Mil e uma palavras para conhecer antes de crescer...

segunda-feira, 20 de fevereiro de 2012

A Revolta

Tudo começou no domingo, quando o gato andava pelo jardim à procura de umas ervinhas para trincar.
Uma beringela, muito roxa e barriguda, aproximou-se dele e disse, com uma voz cheia de blandícia:
- Olá, gatinho...
O Gato pensou: “Ai, ai mais outra… Mas porque é que toda a gente que vê um gato acha que ele quer mimos?”
A beringela parecia ser capaz de ouvir pensamentos.
- Não gostas de mimos?
- Nem por isso…
- Eu adorava tê-los. Mas nunca ninguém quer ser meu amigo… Acho que é por causa da minha cor.
- Não chores, a tua cor é bonita. Podemos ser amigos, ó beringela, mas à distância por favor.
Foi então que o Gato os viu. A todos. Todos, de olhos postos nele. Eram às dezenas, às centenas… De todas as formas e cores. O Gato assustou-se, desatou a correr e entrou em casa.

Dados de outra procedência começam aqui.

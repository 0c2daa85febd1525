//! Crowdsales
//!
//! Active crowdsale bookkeeping and the fundraiser arithmetic. A crowdsale
//! is opened by a variable-supply property creation; participants send units
//! of the desired property to the issuer and receive freshly minted tokens
//! at a deadline- and time-sensitive rate. Minting saturates at the 63-bit
//! bound, with the shortfall tracked as missed tokens.

use std::collections::BTreeMap;

use serde::{Deserialize, Serialize};

use crate::types::{Address, Amount, BlockHeight, PropertyId, TxHash, MAX_AMOUNT};

/// Seconds per week, the unit of the early-bird bonus.
const SECONDS_PER_WEEK: u64 = 604_800;

/// One active crowdsale.
#[derive(Debug, Clone, PartialEq, Eq, Serialize, Deserialize)]
pub struct Crowdsale {
    pub property: PropertyId,
    pub issuer: Address,
    /// Property participants pay with.
    pub desired_property: PropertyId,
    /// Tokens minted per unit of the desired property (before bonuses).
    pub tokens_per_unit: Amount,
    /// Unix deadline; participation at or after this time is rejected.
    pub deadline: u64,
    /// Percentage bonus per whole week remaining before the deadline.
    pub early_bird_bonus: u8,
    /// Percentage minted on top for the issuer.
    pub issuer_percentage: u8,
    pub start_block: BlockHeight,
    pub creation_txid: TxHash,
    /// Total user tokens minted so far.
    pub user_created: Amount,
    /// Total issuer tokens minted so far.
    pub issuer_created: Amount,
    /// Participant tx-id → (user tokens, issuer tokens) minted.
    pub participations: BTreeMap<TxHash, (Amount, Amount)>,
}

/// Outcome of one participation.
#[derive(Debug, Clone, Copy, PartialEq, Eq)]
pub struct FundraiserShare {
    pub user_tokens: Amount,
    pub issuer_tokens: Amount,
    /// Minting hit the 63-bit bound; the crowdsale must close.
    pub cap_hit: bool,
    /// Tokens that could not be minted because of the cap.
    pub missed_tokens: Amount,
}

/// Compute the tokens minted for one participating send.
///
/// `amount` is the units of the desired property transferred, `tx_time` the
/// participating block's timestamp. The early-bird bonus adds
/// `early_bird_bonus` percent per whole week remaining before the deadline;
/// the issuer share adds `issuer_percentage` percent on top of the user
/// tokens. Totals saturate at `i64::MAX` across the crowdsale's lifetime.
pub fn calculate_fundraiser(
    divisible: bool,
    amount: Amount,
    tokens_per_unit: Amount,
    deadline: u64,
    tx_time: u64,
    early_bird_bonus: u8,
    issuer_percentage: u8,
    tokens_created_so_far: Amount,
) -> FundraiserShare {
    debug_assert!(amount > 0);
    debug_assert!(tx_time < deadline);

    let weeks_remaining = (deadline - tx_time) / SECONDS_PER_WEEK;
    // bonus percentage, scaled by 100 to keep integer math
    let bonus_percentage: u128 = 100 + weeks_remaining as u128 * early_bird_bonus as u128;

    let units: u128 = if divisible {
        // amount counts 10^-8 units
        amount as u128 * tokens_per_unit as u128 / 100_000_000
    } else {
        amount as u128 * tokens_per_unit as u128
    };
    let user_raw = units * bonus_percentage / 100;
    let issuer_raw = user_raw * issuer_percentage as u128 / 100;

    let headroom = (MAX_AMOUNT - tokens_created_so_far) as u128;
    let wanted = user_raw + issuer_raw;

    if wanted <= headroom {
        FundraiserShare {
            user_tokens: user_raw as Amount,
            issuer_tokens: issuer_raw as Amount,
            cap_hit: false,
            missed_tokens: 0,
        }
    } else {
        // mint what fits, users first, and close the crowdsale
        let user_tokens = user_raw.min(headroom);
        let issuer_tokens = headroom - user_tokens;
        FundraiserShare {
            user_tokens: user_tokens as Amount,
            issuer_tokens: issuer_tokens as Amount,
            cap_hit: true,
            missed_tokens: (wanted - headroom).min(i64::MAX as u128) as Amount,
        }
    }
}

/// The set of active crowdsales, keyed by the crowdsale property.
#[derive(Debug, Clone, Default, Serialize, Deserialize)]
pub struct CrowdsaleMap {
    active: BTreeMap<PropertyId, Crowdsale>,
}

impl CrowdsaleMap {
    pub fn new() -> Self {
        Self::default()
    }

    pub fn insert(&mut self, crowdsale: Crowdsale) {
        self.active.insert(crowdsale.property, crowdsale);
    }

    pub fn remove(&mut self, property: PropertyId) -> Option<Crowdsale> {
        self.active.remove(&property)
    }

    pub fn get(&self, property: PropertyId) -> Option<&Crowdsale> {
        self.active.get(&property)
    }

    pub fn get_mut(&mut self, property: PropertyId) -> Option<&mut Crowdsale> {
        self.active.get_mut(&property)
    }

    /// The crowdsale whose issuer is `address` and which accepts
    /// `desired_property`, if one is active. Participation routes sends to
    /// the issuer into this crowdsale.
    pub fn accepting(
        &mut self,
        address: &Address,
        desired_property: PropertyId,
    ) -> Option<&mut Crowdsale> {
        self.active
            .values_mut()
            .find(|c| c.issuer == *address && c.desired_property == desired_property)
    }

    /// Whether the issuer already runs an active crowdsale (one per issuer).
    pub fn issuer_has_active(&self, issuer: &Address) -> bool {
        self.active.values().any(|c| c.issuer == *issuer)
    }

    /// Crowdsales whose deadline has passed at `block_time`.
    pub fn expired(&self, block_time: u64) -> Vec<PropertyId> {
        self.active
            .values()
            .filter(|c| c.deadline <= block_time)
            .map(|c| c.property)
            .collect()
    }

    pub fn iter(&self) -> impl Iterator<Item = &Crowdsale> {
        self.active.values()
    }

    pub fn clear(&mut self) {
        self.active.clear();
    }
}

#[cfg(test)]
mod tests {
    use super::*;

    #[test]
    fn indivisible_base_rate() {
        let share = calculate_fundraiser(false, 10, 100, 2_000_000, 1_999_999, 0, 0, 0);
        assert_eq!(share.user_tokens, 1000);
        assert_eq!(share.issuer_tokens, 0);
        assert!(!share.cap_hit);
    }

    #[test]
    fn divisible_base_rate() {
        // 2.00000000 units at 100 tokens per unit
        let share =
            calculate_fundraiser(true, 200_000_000, 100, 2_000_000, 1_999_999, 0, 0, 0);
        assert_eq!(share.user_tokens, 200);
    }

    #[test]
    fn early_bird_bonus_per_week() {
        // two whole weeks before the deadline, 10 % per week
        let deadline = 10_000_000;
        let tx_time = deadline - 2 * SECONDS_PER_WEEK;
        let share = calculate_fundraiser(false, 10, 100, deadline, tx_time, 10, 0, 0);
        assert_eq!(share.user_tokens, 1200);
    }

    #[test]
    fn issuer_percentage_on_top() {
        let share = calculate_fundraiser(false, 10, 100, 2_000_000, 1_999_999, 0, 10, 0);
        assert_eq!(share.user_tokens, 1000);
        assert_eq!(share.issuer_tokens, 100);
    }

    #[test]
    fn cap_closes_and_tracks_missed() {
        let so_far = MAX_AMOUNT - 500;
        let share = calculate_fundraiser(false, 10, 100, 2_000_000, 1_999_999, 0, 0, so_far);
        assert!(share.cap_hit);
        assert_eq!(share.user_tokens, 500);
        assert_eq!(share.issuer_tokens, 0);
        assert_eq!(share.missed_tokens, 500);
    }

    #[test]
    fn accepting_matches_issuer_and_currency() {
        let mut map = CrowdsaleMap::new();
        map.insert(Crowdsale {
            property: 7,
            issuer: Address::new("1Issuer"),
            desired_property: 1,
            tokens_per_unit: 100,
            deadline: 2_000_000,
            early_bird_bonus: 0,
            issuer_percentage: 0,
            start_block: 10,
            creation_txid: TxHash::default(),
            user_created: 0,
            issuer_created: 0,
            participations: BTreeMap::new(),
        });

        assert!(map.accepting(&Address::new("1Issuer"), 1).is_some());
        assert!(map.accepting(&Address::new("1Issuer"), 2).is_none());
        assert!(map.accepting(&Address::new("1Other"), 1).is_none());
        assert!(map.issuer_has_active(&Address::new("1Issuer")));
    }

    #[test]
    fn expiry_by_block_time() {
        let mut map = CrowdsaleMap::new();
        map.insert(Crowdsale {
            property: 7,
            issuer: Address::new("1I"),
            desired_property: 1,
            tokens_per_unit: 1,
            deadline: 1000,
            early_bird_bonus: 0,
            issuer_percentage: 0,
            start_block: 1,
            creation_txid: TxHash::default(),
            user_created: 0,
            issuer_created: 0,
            participations: BTreeMap::new(),
        });
        assert!(map.expired(999).is_empty());
        assert_eq!(map.expired(1000), vec![7]);
    }
}
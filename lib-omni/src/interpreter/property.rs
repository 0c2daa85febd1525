//! Property management handlers: creations, crowdsale close, grant/revoke,
//! issuer and delegate changes.

use crate::context::{CoreContext, CoreError, CoreResult};
use crate::crowdsale::Crowdsale;
use crate::interpreter::{Outcome, ValidOutcome};
use crate::parser::MetaTx;
use crate::reason::Reject;
use crate::registry::PropertyEntry;
use crate::types::{
    Amount, Bucket, Ecosystem, PropertyId, PropertyKind, MAX_AMOUNT, MAX_STRING_FIELD_LEN,
};

/// [category, subcategory, name, url, data]
type InfoFields = [String; 5];

impl CoreContext {
    fn validate_creation(
        &self,
        ecosystem: u8,
        kind: u16,
        info: &InfoFields,
    ) -> Result<(Ecosystem, PropertyKind), Reject> {
        let ecosystem = Ecosystem::from_byte(ecosystem).ok_or(Reject::InvalidEcosystem)?;
        let kind = PropertyKind::from_code(kind).ok_or(Reject::PropertyKindInvalid)?;
        let [_, _, name, _, _] = info;
        if name.is_empty() {
            return Err(Reject::PropertyStringTooLong);
        }
        if info.iter().any(|s| s.len() >= MAX_STRING_FIELD_LEN) {
            return Err(Reject::PropertyStringTooLong);
        }
        Ok((ecosystem, kind))
    }

    fn fill_entry(
        &self,
        tx: &MetaTx,
        kind: PropertyKind,
        prev_property_id: PropertyId,
        info: InfoFields,
    ) -> PropertyEntry {
        let [category, subcategory, name, url, data] = info;
        let mut entry = PropertyEntry::new(tx.sender.clone(), kind);
        entry.prev_property_id = prev_property_id;
        entry.category = category;
        entry.subcategory = subcategory;
        entry.name = name;
        entry.url = url;
        entry.data = data;
        entry.creation_txid = tx.txid;
        entry.creation_block = tx.block;
        entry.update_block = tx.block;
        entry.update_issuer(tx.block, tx.idx, tx.sender.clone());
        entry
    }

    pub(crate) fn exec_create_fixed(
        &mut self,
        tx: &MetaTx,
        ecosystem: u8,
        kind: u16,
        prev_property_id: PropertyId,
        info: InfoFields,
        amount: Amount,
    ) -> CoreResult<Outcome> {
        let (ecosystem, kind) = match self.validate_creation(ecosystem, kind, &info) {
            Ok(validated) => validated,
            Err(reject) => return Ok(Err(reject)),
        };
        if amount <= 0 {
            return Ok(Err(Reject::PropertyAmountInvalid));
        }
        if kind.is_non_fungible() {
            // unique tokens are granted, never created with fixed supply
            return Ok(Err(Reject::PropertyKindInvalid));
        }

        let mut entry = self.fill_entry(tx, kind, prev_property_id, info);
        entry.fixed = true;
        entry.num_tokens = amount;

        let property = self.dbs.registry.create(ecosystem, &entry)?;
        self.state
            .tally
            .credit(&tx.sender, property, amount, Bucket::Available)
            .map_err(|e| CoreError::Inconsistency(e.to_string()))?;

        tracing::info!(
            txid = %tx.txid,
            property,
            issuer = %tx.sender,
            name = %entry.name,
            amount,
            "fixed property created"
        );
        Ok(Ok(ValidOutcome::amount(amount)))
    }

    #[allow(clippy::too_many_arguments)]
    pub(crate) fn exec_create_variable(
        &mut self,
        tx: &MetaTx,
        ecosystem: u8,
        kind: u16,
        prev_property_id: PropertyId,
        info: InfoFields,
        desired_property: PropertyId,
        tokens_per_unit: Amount,
        deadline: u64,
        early_bird_bonus: u8,
        issuer_percentage: u8,
        block_time: u64,
    ) -> CoreResult<Outcome> {
        let (ecosystem, kind) = match self.validate_creation(ecosystem, kind, &info) {
            Ok(validated) => validated,
            Err(reject) => return Ok(Err(reject)),
        };
        if kind.is_non_fungible() {
            return Ok(Err(Reject::PropertyKindInvalid));
        }
        if tokens_per_unit <= 0 {
            return Ok(Err(Reject::PropertyAmountInvalid));
        }
        if deadline <= block_time {
            return Ok(Err(Reject::CrowdsaleDeadlinePassed));
        }
        if !self.dbs.registry.has(desired_property)? {
            return Ok(Err(Reject::CrowdsaleDesiredMissing));
        }
        if Ecosystem::of(desired_property) != ecosystem {
            return Ok(Err(Reject::InvalidEcosystem));
        }
        if self.state.crowdsales.issuer_has_active(&tx.sender) {
            return Ok(Err(Reject::CrowdsaleAlreadyActive));
        }

        let mut entry = self.fill_entry(tx, kind, prev_property_id, info);
        entry.desired_property = desired_property;
        entry.tokens_per_unit = tokens_per_unit;
        entry.deadline = deadline;
        entry.early_bird_bonus = early_bird_bonus;
        entry.issuer_percentage = issuer_percentage;

        let property = self.dbs.registry.create(ecosystem, &entry)?;
        self.state.crowdsales.insert(Crowdsale {
            property,
            issuer: tx.sender.clone(),
            desired_property,
            tokens_per_unit,
            deadline,
            early_bird_bonus,
            issuer_percentage,
            start_block: tx.block,
            creation_txid: tx.txid,
            user_created: 0,
            issuer_created: 0,
            participations: Default::default(),
        });

        tracing::info!(
            txid = %tx.txid,
            property,
            issuer = %tx.sender,
            desired_property,
            deadline,
            "crowdsale opened"
        );
        Ok(Ok(ValidOutcome::default()))
    }

    pub(crate) fn exec_close_crowdsale(
        &mut self,
        tx: &MetaTx,
        property: PropertyId,
        block_time: u64,
    ) -> CoreResult<Outcome> {
        let crowdsale = match self.state.crowdsales.get(property) {
            Some(crowdsale) => crowdsale,
            None => return Ok(Err(Reject::CrowdsaleNotActive)),
        };
        if crowdsale.issuer != tx.sender {
            return Ok(Err(Reject::PropertyNotIssuer));
        }

        self.close_crowdsale_internal(property, block_time, true, tx.block)?;
        tracing::info!(txid = %tx.txid, property, "crowdsale closed by issuer");
        Ok(Ok(ValidOutcome::default()))
    }

    /// Shared close path: issuer close (`early = true`) and deadline expiry.
    pub(crate) fn close_crowdsale_internal(
        &mut self,
        property: PropertyId,
        block_time: u64,
        early: bool,
        block: crate::types::BlockHeight,
    ) -> CoreResult<()> {
        if self.state.crowdsales.remove(property).is_none() {
            return Ok(());
        }
        let mut entry = self.dbs.registry.require(property)?;
        entry.close_early = early;
        entry.time_closed = block_time;
        entry.update_block = block;
        self.dbs.registry.update(property, &entry)?;
        Ok(())
    }

    pub(crate) fn exec_create_manual(
        &mut self,
        tx: &MetaTx,
        ecosystem: u8,
        kind: u16,
        prev_property_id: PropertyId,
        info: InfoFields,
    ) -> CoreResult<Outcome> {
        let (ecosystem, kind) = match self.validate_creation(ecosystem, kind, &info) {
            Ok(validated) => validated,
            Err(reject) => return Ok(Err(reject)),
        };

        let mut entry = self.fill_entry(tx, kind, prev_property_id, info);
        entry.manual = true;
        entry.unique = kind.is_non_fungible();

        let property = self.dbs.registry.create(ecosystem, &entry)?;
        tracing::info!(
            txid = %tx.txid,
            property,
            issuer = %tx.sender,
            name = %entry.name,
            unique = entry.unique,
            "managed property created"
        );
        Ok(Ok(ValidOutcome::default()))
    }

    pub(crate) fn exec_grant(
        &mut self,
        tx: &MetaTx,
        property: PropertyId,
        amount: Amount,
        memo: &str,
    ) -> CoreResult<Outcome> {
        if amount <= 0 {
            return Ok(Err(Reject::PropertyAmountInvalid));
        }
        let mut entry = match self.dbs.registry.get(property)? {
            Some(entry) => entry,
            None => return Ok(Err(Reject::PropertyNotFound)),
        };
        if !entry.manual {
            return Ok(Err(Reject::PropertyNotManual));
        }
        if entry.manager_at(tx.block) != &tx.sender {
            return Ok(Err(Reject::PropertyNotIssuer));
        }
        if entry.num_tokens > MAX_AMOUNT - amount {
            return Ok(Err(Reject::TokensSupplyOverflow));
        }

        let recipient = tx.reference.clone().unwrap_or_else(|| tx.sender.clone());

        if entry.unique {
            let (start, end) = self
                .dbs
                .nft
                .create_tokens(property, amount, &recipient, memo)?;
            tracing::debug!(property, start, end, "unique tokens granted");
        }
        self.state
            .tally
            .credit(&recipient, property, amount, Bucket::Available)
            .map_err(|e| CoreError::Inconsistency(e.to_string()))?;

        entry.num_tokens += amount;
        entry.update_block = tx.block;
        self.dbs.registry.update(property, &entry)?;

        tracing::info!(
            txid = %tx.txid,
            property,
            recipient = %recipient,
            amount,
            "tokens granted"
        );
        Ok(Ok(ValidOutcome::amount(amount)))
    }

    pub(crate) fn exec_revoke(
        &mut self,
        tx: &MetaTx,
        property: PropertyId,
        amount: Amount,
        _memo: &str,
    ) -> CoreResult<Outcome> {
        if amount <= 0 {
            return Ok(Err(Reject::PropertyAmountInvalid));
        }
        let mut entry = match self.dbs.registry.get(property)? {
            Some(entry) => entry,
            None => return Ok(Err(Reject::PropertyNotFound)),
        };
        if !entry.manual {
            return Ok(Err(Reject::PropertyNotManual));
        }
        if entry.unique {
            // unique token ids are permanent once granted
            return Ok(Err(Reject::PropertyKindInvalid));
        }
        if entry.manager_at(tx.block) != &tx.sender {
            return Ok(Err(Reject::PropertyNotIssuer));
        }
        if !self
            .state
            .tally
            .can_debit(&tx.sender, property, amount, Bucket::Available)
        {
            return Ok(Err(Reject::TokensRevokeInsufficient));
        }

        self.state
            .tally
            .debit(&tx.sender, property, amount, Bucket::Available)
            .map_err(|e| CoreError::Inconsistency(e.to_string()))?;
        entry.num_tokens -= amount;
        entry.update_block = tx.block;
        self.dbs.registry.update(property, &entry)?;

        tracing::info!(txid = %tx.txid, property, amount, "tokens revoked");
        Ok(Ok(ValidOutcome::amount(amount)))
    }

    pub(crate) fn exec_change_issuer(
        &mut self,
        tx: &MetaTx,
        property: PropertyId,
    ) -> CoreResult<Outcome> {
        let mut entry = match self.dbs.registry.get(property)? {
            Some(entry) => entry,
            None => return Ok(Err(Reject::PropertyNotFound)),
        };
        if entry.issuer_at(tx.block) != &tx.sender {
            return Ok(Err(Reject::PropertyNotIssuer));
        }
        let new_issuer = match &tx.reference {
            Some(new_issuer) => new_issuer.clone(),
            None => return Ok(Err(Reject::MissingReference)),
        };

        entry.issuer = new_issuer.clone();
        entry.update_issuer(tx.block, tx.idx, new_issuer.clone());
        entry.update_block = tx.block;
        self.dbs.registry.update(property, &entry)?;

        tracing::info!(
            txid = %tx.txid,
            property,
            new_issuer = %new_issuer,
            "issuer changed"
        );
        Ok(Ok(ValidOutcome::default()))
    }

    pub(crate) fn exec_add_delegate(
        &mut self,
        tx: &MetaTx,
        property: PropertyId,
    ) -> CoreResult<Outcome> {
        let mut entry = match self.dbs.registry.get(property)? {
            Some(entry) => entry,
            None => return Ok(Err(Reject::PropertyNotFound)),
        };
        if entry.issuer_at(tx.block) != &tx.sender {
            return Ok(Err(Reject::PropertyNotIssuer));
        }
        let delegate = match &tx.reference {
            Some(delegate) => delegate.clone(),
            None => return Ok(Err(Reject::MissingReference)),
        };

        entry.delegate = Some(delegate.clone());
        entry.add_delegate(tx.block, tx.idx, delegate.clone());
        entry.update_block = tx.block;
        self.dbs.registry.update(property, &entry)?;

        tracing::info!(txid = %tx.txid, property, delegate = %delegate, "delegate added");
        Ok(Ok(ValidOutcome::default()))
    }

    pub(crate) fn exec_remove_delegate(
        &mut self,
        tx: &MetaTx,
        property: PropertyId,
    ) -> CoreResult<Outcome> {
        let mut entry = match self.dbs.registry.get(property)? {
            Some(entry) => entry,
            None => return Ok(Err(Reject::PropertyNotFound)),
        };
        // the issuer or the delegate itself may remove the delegation
        let authorized = entry.issuer_at(tx.block) == &tx.sender
            || entry.delegate_at(tx.block) == Some(&tx.sender);
        if !authorized {
            return Ok(Err(Reject::PropertyNotIssuer));
        }
        if entry.delegate_at(tx.block).is_none() {
            return Ok(Err(Reject::PropertyHasDelegate));
        }

        entry.delegate = None;
        entry.remove_delegate(tx.block, tx.idx);
        entry.update_block = tx.block;
        self.dbs.registry.update(property, &entry)?;

        tracing::info!(txid = %tx.txid, property, "delegate removed");
        Ok(Ok(ValidOutcome::default()))
    }
}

História de Sílvia Alves para o blogue Sabe Mais k(que) os teus Pais
A beringela parecia ser capaz de ouvir pensamentos.
- Bruxinha, temos um problema.
- Onde?
- No quintal.
- É natural. Estás a falar das árvores, não é? O vento da noite passada deve ter esnocado tudo. Não te preocupes, daqui a pouco vamos apanhar os ramos, aproveitamos para guardar lenha para a lareira.
- Não é nada assim tão prosaico. Não é um problema com as árvores. Anda ver. É um problema com os legumes.
- É normal, Gato, neste tempo, com o frio, a geada, a falta de chuva, os legumes desaparecem.
O Gato subiu para o parapeito da janela do quarto da Bruxinha e explicou:
- Pelo contrário, Bruxinha, não desapareceram nada. Apareceram. Vê. Todas as espécies de frutos e legumes que tu possas imaginar estão concentradas no nosso quintal! Sabes de onde terão vindo? – perguntou o Gato olhando desconfiado para a Bruxinha.
- Não olhes assim para mim, desta vez não tenho culpa nenhuma. Sabes bem que no Carnaval nunca faço feitiços. São os dias anuais de descanso das Bruxas. Mas tens razão. Esta movimentação é um acontecimento muito estranho. Anda, vamos ver de perto o que se passa.
Desceram as escadas e logo à saída da porta da cozinha ouviram uma voz que parecia sair de dentro de uma grande abóbora.
Uma abóbora a falar? – Perguntais vós - Sim, uma grande abóbora amarela, discursava de cenho franzido e com eloquência, em cima de uma pilha de caixas de fruta. Os legumes ouviam e ciciavam uns aos outros sinais de concordância.
- Mas o que se passa aqui? - perguntou a Bruxinha.
A abóbora parou o seu discurso e explicou:
- Nós, abóboras, couves, espinafres, espargos, cenouras, ervilhas, espargos… Estamos fartos de ser sempre legumes da mesma horta! Os frutos de todos os sabores são maltratados e trocados por doces. É uma grande injustiça. Até os cogumelos, respeitáveis fungos, se sentem revoltados.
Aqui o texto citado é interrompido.